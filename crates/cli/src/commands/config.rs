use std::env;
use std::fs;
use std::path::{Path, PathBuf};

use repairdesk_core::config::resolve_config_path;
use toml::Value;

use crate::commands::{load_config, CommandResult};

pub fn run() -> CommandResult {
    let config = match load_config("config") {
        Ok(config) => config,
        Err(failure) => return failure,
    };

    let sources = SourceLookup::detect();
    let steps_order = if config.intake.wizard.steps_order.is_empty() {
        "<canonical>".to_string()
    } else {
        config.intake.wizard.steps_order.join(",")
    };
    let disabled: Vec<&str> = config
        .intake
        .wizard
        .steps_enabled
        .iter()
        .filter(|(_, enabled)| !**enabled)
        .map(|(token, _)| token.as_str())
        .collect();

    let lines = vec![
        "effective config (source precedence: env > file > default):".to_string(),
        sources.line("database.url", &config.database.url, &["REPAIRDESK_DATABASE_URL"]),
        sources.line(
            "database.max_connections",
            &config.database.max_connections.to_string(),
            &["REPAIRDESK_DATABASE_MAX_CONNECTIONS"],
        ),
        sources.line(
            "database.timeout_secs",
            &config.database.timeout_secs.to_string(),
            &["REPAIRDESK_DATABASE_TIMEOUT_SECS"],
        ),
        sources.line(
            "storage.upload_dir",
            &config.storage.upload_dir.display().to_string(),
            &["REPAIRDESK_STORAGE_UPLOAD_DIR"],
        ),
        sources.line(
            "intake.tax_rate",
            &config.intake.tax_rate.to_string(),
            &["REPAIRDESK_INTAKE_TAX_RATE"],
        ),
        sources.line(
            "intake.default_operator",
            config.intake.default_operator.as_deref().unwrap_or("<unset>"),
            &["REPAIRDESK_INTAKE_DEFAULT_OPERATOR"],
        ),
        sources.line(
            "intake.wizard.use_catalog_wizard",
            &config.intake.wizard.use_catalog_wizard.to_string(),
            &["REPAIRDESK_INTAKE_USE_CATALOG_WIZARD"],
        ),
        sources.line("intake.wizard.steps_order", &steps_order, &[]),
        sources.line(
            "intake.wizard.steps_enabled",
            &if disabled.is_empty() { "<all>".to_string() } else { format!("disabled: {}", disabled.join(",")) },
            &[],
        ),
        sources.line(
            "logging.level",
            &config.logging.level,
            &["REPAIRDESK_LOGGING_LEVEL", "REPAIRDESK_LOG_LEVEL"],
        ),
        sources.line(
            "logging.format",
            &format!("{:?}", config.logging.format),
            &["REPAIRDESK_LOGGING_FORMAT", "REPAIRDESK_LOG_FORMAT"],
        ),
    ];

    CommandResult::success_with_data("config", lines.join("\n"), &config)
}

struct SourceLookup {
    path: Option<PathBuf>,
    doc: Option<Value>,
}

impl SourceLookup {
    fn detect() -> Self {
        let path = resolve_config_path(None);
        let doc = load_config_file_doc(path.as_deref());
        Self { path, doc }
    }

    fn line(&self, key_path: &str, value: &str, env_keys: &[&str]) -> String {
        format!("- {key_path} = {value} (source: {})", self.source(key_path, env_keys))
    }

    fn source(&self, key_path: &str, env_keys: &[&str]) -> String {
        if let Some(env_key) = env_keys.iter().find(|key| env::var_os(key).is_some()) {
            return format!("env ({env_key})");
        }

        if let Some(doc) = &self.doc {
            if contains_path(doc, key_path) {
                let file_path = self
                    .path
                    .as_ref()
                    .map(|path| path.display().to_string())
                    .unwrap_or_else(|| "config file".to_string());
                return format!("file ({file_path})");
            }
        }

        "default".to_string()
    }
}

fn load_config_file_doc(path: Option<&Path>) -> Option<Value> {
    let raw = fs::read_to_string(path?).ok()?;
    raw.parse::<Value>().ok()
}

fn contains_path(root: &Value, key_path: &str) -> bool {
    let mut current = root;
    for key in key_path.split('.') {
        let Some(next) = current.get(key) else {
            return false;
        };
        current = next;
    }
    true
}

*Exercise details:*
Scan the entries for lines holding the string "Some", then copy every one of them.

*The completed task:*
        if let Some(env_key) = env_keys.iter().find(|key| env::var_os(key).is_some()) {
        if let Some(doc) = &self.doc {
        let Some(next) = current.get(key) else {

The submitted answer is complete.